Extracted material:
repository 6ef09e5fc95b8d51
//! File-backed watchlist store.
//!
//! The list is loaded from disk once at startup and kept in memory; every
//! mutation rewrites the backing file so membership survives restarts.

use crate::types::{Market, WatchlistEntry};
use chrono::Utc;
use std::fs;
use std::path::PathBuf;
use tokio::sync::RwLock;
use tracing::{debug, warn};

/// In-memory watchlist with JSON file persistence.
pub struct WatchlistStore {
    path: PathBuf,
    entries: RwLock<Vec<WatchlistEntry>>,
}

impl WatchlistStore {
    /// Open the store, loading any existing file at `path`.
    ///
    /// A missing file is an empty list; an unreadable or corrupt file is
    /// treated the same way so a bad write can never wedge startup.
    pub fn open(path: impl Into<PathBuf>) -> Self {
        let path = path.into();
        let entries = match fs::read_to_string(&path) {
            Ok(content) => match serde_json::from_str(&content) {
                Ok(list) => list,
                Err(e) => {
                    warn!("Watchlist file {:?} is corrupt, starting empty: {}", path, e);
                    Vec::new()
                }
            },
            Err(_) => Vec::new(),
        };

        Self {
            path,
            entries: RwLock::new(entries),
        }
    }

    /// Current entries, newest last.
    pub async fn list(&self) -> Vec<WatchlistEntry> {
        self.entries.read().await.clone()
    }

    /// Add the symbol if absent, remove it if present, and return the
    /// updated list. Membership is keyed on (symbol, market).
    pub async fn toggle(&self, symbol: &str, market: Market) -> Vec<WatchlistEntry> {
        let mut entries = self.entries.write().await;

        let existing = entries
            .iter()
            .position(|e| e.symbol == symbol && e.market == market);
        match existing {
            Some(index) => {
                entries.remove(index);
                debug!("Removed {} ({}) from watchlist", symbol, market);
            }
            None => {
                entries.push(WatchlistEntry {
                    symbol: symbol.to_string(),
                    market,
                    added_at: Utc::now().timestamp_millis(),
                });
                debug!("Added {} ({}) to watchlist", symbol, market);
            }
        }

        self.persist(&entries);
        entries.clone()
    }

    /// Write the current list to disk. Persistence failures are logged and
    /// otherwise ignored; the in-memory list stays authoritative.
    fn persist(&self, entries: &[WatchlistEntry]) {
        match serde_json::to_string_pretty(entries) {
            Ok(content) => {
                if let Err(e) = fs::write(&self.path, content) {
                    warn!("Failed to write watchlist {:?}: {}", self.path, e);
                }
            }
            Err(e) => {
                warn!("Failed to serialize watchlist: {}", e);
            }
        }
    }
}
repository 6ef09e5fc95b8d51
//! Upstream wire-format parsers and normalizers.

pub mod layout;
pub mod sina;
pub mod ticker;

/// Round a value to a fixed number of decimal places for wire output.
pub fn round_to(value: f64, digits: u32) -> f64 {
    let factor = 10f64.powi(digits as i32);
    (value * factor).round() / factor
}
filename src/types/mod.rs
pub mod market;
pub mod quote;
pub mod signal;
pub mod watchlist;

pub use market::*;
pub use quote::*;
pub use signal::*;
pub use watchlist::*;
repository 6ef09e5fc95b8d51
use crate::AppState;
use axum::{routing::get, Json, Router};
use serde::Serialize;

#[derive(Serialize)]
struct HealthResponse {
    status: &'static str,
    version: &'static str,
}

async fn health() -> Json<HealthResponse> {
    Json(HealthResponse {
        status: "ok",
        version: env!("CARGO_PKG_VERSION"),
    })
}

pub fn router() -> Router<AppState> {
    Router::new().route("/api/health", get(health))
}
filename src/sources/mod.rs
//! External market-data sources.

pub mod binance;
pub mod sina;

pub use binance::BinanceClient;
pub use sina::SinaFeedClient;
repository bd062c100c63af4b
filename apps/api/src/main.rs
mod account;
mod config;
mod errors;
mod extract;
mod proposal;
mod routes;
mod session;
mod state;

use std::net::SocketAddr;
use std::sync::Arc;

use anyhow::Result;
use tower_http::trace::TraceLayer;
use tracing::info;
use tracing_subscriber::{layer::SubscriberExt, util::SubscriberInitExt, EnvFilter};

use crate::config::Config;
use crate::proposal::backend::TemplateBackend;
use crate::routes::{build_router, cors_layer};
use crate::state::AppState;

#[tokio::main]
async fn main() -> Result<()> {
    // Load configuration first (fails on malformed env vars)
    let config = Config::from_env()?;

    // Initialize structured logging
    tracing_subscriber::registry()
        .with(EnvFilter::try_from_default_env().unwrap_or_else(|_| {
            EnvFilter::new(format!("{}={}", env!("CARGO_CRATE_NAME"), &config.rust_log))
        }))
        .with(tracing_subscriber::fmt::layer())
        .init();

    info!("Starting Proposal API v{}", env!("CARGO_PKG_VERSION"));

    let backend = Arc::new(TemplateBackend::new(config.proposal_latency()));
    info!(
        "Proposal backend initialized (template, latency {}ms)",
        config.proposal_latency_ms
    );

    let state = AppState::new(config.clone(), backend);
    state.sessions.spawn_sweeper(config.session_sweep_period());
    info!(
        "Session expiry: {}s idle TTL, swept every {}s",
        config.session_ttl_secs,
        config.session_sweep_period().as_secs()
    );

    if config.cors_allowed_origins.is_empty() {
        info!("CORS: any origin allowed");
    } else {
        info!("CORS: allowed origins {:?}", config.cors_allowed_origins);
    }
    let app = build_router(state)
        .layer(TraceLayer::new_for_http())
        .layer(cors_layer(&config)?);

    let addr: SocketAddr = format!("0.0.0.0:{}", config.port).parse()?;
    info!("Listening on {addr}");

    let listener = tokio::net::TcpListener::bind(addr).await?;
    axum::serve(listener, app).await?;

    Ok(())
}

Assignment: Your answer should consist of each line above in which "async" appears.

Written response:
    pub async fn list(&self) -> Vec<WatchlistEntry> {
    pub async fn toggle(&self, symbol: &str, market: Market) -> Vec<WatchlistEntry> {
async fn health() -> Json<HealthResponse> {
async fn main() -> Result<()> {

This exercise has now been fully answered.